With equity partner Vestar Capital Partners, a New York-based private equity group, and $180 million in loans from Bankers Trust, Gleason managers decided they would prove the stock market wrong. On February 18, after 72 percent of shareholders tendered their shares, Gleason became a private company with management in voting control.
“We can now devote 100 percent of our energy to making operational and strategic improvements to the business,” says Perrotti. No more public filings, no more quarterly hoops to jump through, and no more demoralizing bull sessions with analysts and frustrated shareholders. And if the new owner-managers succeed, they’ll reap the rewards themselves.

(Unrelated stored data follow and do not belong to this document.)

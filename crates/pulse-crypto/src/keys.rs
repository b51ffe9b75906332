use ed25519_dalek::{PublicKey, SecretKey, Signature, Signer, Verifier};
use rand::RngCore;

use crate::{sha256_hex, CryptoError};

/// An ed25519 signing identity.
///
/// All key material crosses API boundaries as lowercase hex; the raw dalek
/// types stay private to this module.
pub struct Keypair {
    inner: ed25519_dalek::Keypair,
}

impl Keypair {
    /// Generate a fresh random keypair from the OS entropy source.
    pub fn generate() -> Self {
        let mut seed = [0u8; 32];
        rand::rngs::OsRng.fill_bytes(&mut seed);
        let secret =
            SecretKey::from_bytes(&seed).expect("a 32-byte seed is always a valid secret key");
        let public = PublicKey::from(&secret);
        Self {
            inner: ed25519_dalek::Keypair { secret, public },
        }
    }

    /// Reconstruct a keypair from a hex-encoded 32-byte secret key.
    pub fn from_secret_hex(secret_hex: &str) -> Result<Self, CryptoError> {
        let bytes = hex::decode(secret_hex)?;
        let secret =
            SecretKey::from_bytes(&bytes).map_err(|e| CryptoError::Key(e.to_string()))?;
        let public = PublicKey::from(&secret);
        Ok(Self {
            inner: ed25519_dalek::Keypair { secret, public },
        })
    }

    pub fn public_hex(&self) -> String {
        hex::encode(self.inner.public.as_bytes())
    }

    pub fn secret_hex(&self) -> String {
        hex::encode(self.inner.secret.as_bytes())
    }

    /// The account address for this keypair: `"0x" + sha256(public_key)`.
    pub fn address(&self) -> String {
        format!("0x{}", sha256_hex(self.inner.public.as_bytes()))
    }

    /// Sign `message` and return the 64-byte signature as hex.
    pub fn sign_hex(&self, message: &[u8]) -> String {
        hex::encode(self.inner.sign(message).to_bytes())
    }
}

/// Verify `signature_hex` over `message` against `public_key_hex`.
/// Malformed hex or key material counts as verification failure.
pub fn verify_hex(signature_hex: &str, message: &[u8], public_key_hex: &str) -> bool {
    let Ok(sig_bytes) = hex::decode(signature_hex) else {
        return false;
    };
    let Ok(pk_bytes) = hex::decode(public_key_hex) else {
        return false;
    };
    let Ok(signature) = Signature::from_bytes(&sig_bytes) else {
        return false;
    };
    let Ok(public) = PublicKey::from_bytes(&pk_bytes) else {
        return false;
    };
    public.verify(message, &signature).is_ok()
}
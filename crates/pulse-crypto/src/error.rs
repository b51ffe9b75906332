use thiserror::Error;

#[derive(Debug, Error)]
pub enum CryptoError {
    #[error("invalid hex: {0}")]
    Hex(#[from] hex::FromHexError),

    #[error("invalid key material: {0}")]
    Key(String),
}
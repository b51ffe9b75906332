use std::path::Path;

use crate::LedgerError;

/// Keys of the persistence schema.  Values are UTF-8 JSON strings.
pub const KEY_LATEST_BLOCK: &str = "latestBlockNumber";
pub const KEY_ACCOUNTS_LIST: &str = "accounts-list";

pub fn block_key(number: u64) -> String {
    format!("block-{number}")
}

pub fn account_key(address: &str) -> String {
    format!("account-{address}")
}

/// String-keyed, UTF-8-valued persistence on top of sled.
///
/// Cloning shares the underlying database handle, so a store can be opened
/// once and handed to several owners within one process.
#[derive(Debug, Clone)]
pub struct Store {
    db: sled::Db,
}

impl Store {
    pub fn open(path: &Path) -> Result<Self, LedgerError> {
        Ok(Self {
            db: sled::open(path)?,
        })
    }

    /// An in-memory store that vanishes on drop.  Used by tests and by
    /// nodes running without a data directory.
    pub fn temporary() -> Result<Self, LedgerError> {
        Ok(Self {
            db: sled::Config::new().temporary(true).open()?,
        })
    }

    pub fn get(&self, key: &str) -> Result<Option<String>, LedgerError> {
        match self.db.get(key)? {
            None => Ok(None),
            Some(raw) => String::from_utf8(raw.to_vec())
                .map(Some)
                .map_err(|_| LedgerError::Corrupt(format!("value at {key:?} is not UTF-8"))),
        }
    }

    pub fn put(&self, key: &str, value: &str) -> Result<(), LedgerError> {
        self.db.insert(key, value.as_bytes())?;
        Ok(())
    }

    /// Apply a write batch atomically and flush it to disk.
    pub fn apply(&self, batch: sled::Batch) -> Result<(), LedgerError> {
        self.db.apply_batch(batch)?;
        self.db.flush()?;
        Ok(())
    }

    pub fn flush(&self) -> Result<(), LedgerError> {
        self.db.flush()?;
        Ok(())
    }
}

The case for going private has rarely been more tempting for managers in dozens of sectors of the economy. Manufacturers, retailers, distributors, food companies, restaurant chains, financial services firms — for all the attention they’re getting in the public stock market, they may as well trade on the over-the-counter bulletin board. The drubbing of the dot-com stocks this year may have tempered their sense of injustice, but it hasn’t improved the situation. “There is a whole set of companies with enormous cash flows trading at four or five times earnings,” says Larry Shulman, a senior vice president at Boston Consulting Group. “Their managers think they’re doing things right, but the stocks are not responding.”
So the managers are. In the first nine months of this year, 189 public companies, with a value of $32 billion, have been bought out by private investors, according to the newsletter Buyouts. And with money still pouring into the private equity market, more undervalued companies will likely choose to leave the public market behind.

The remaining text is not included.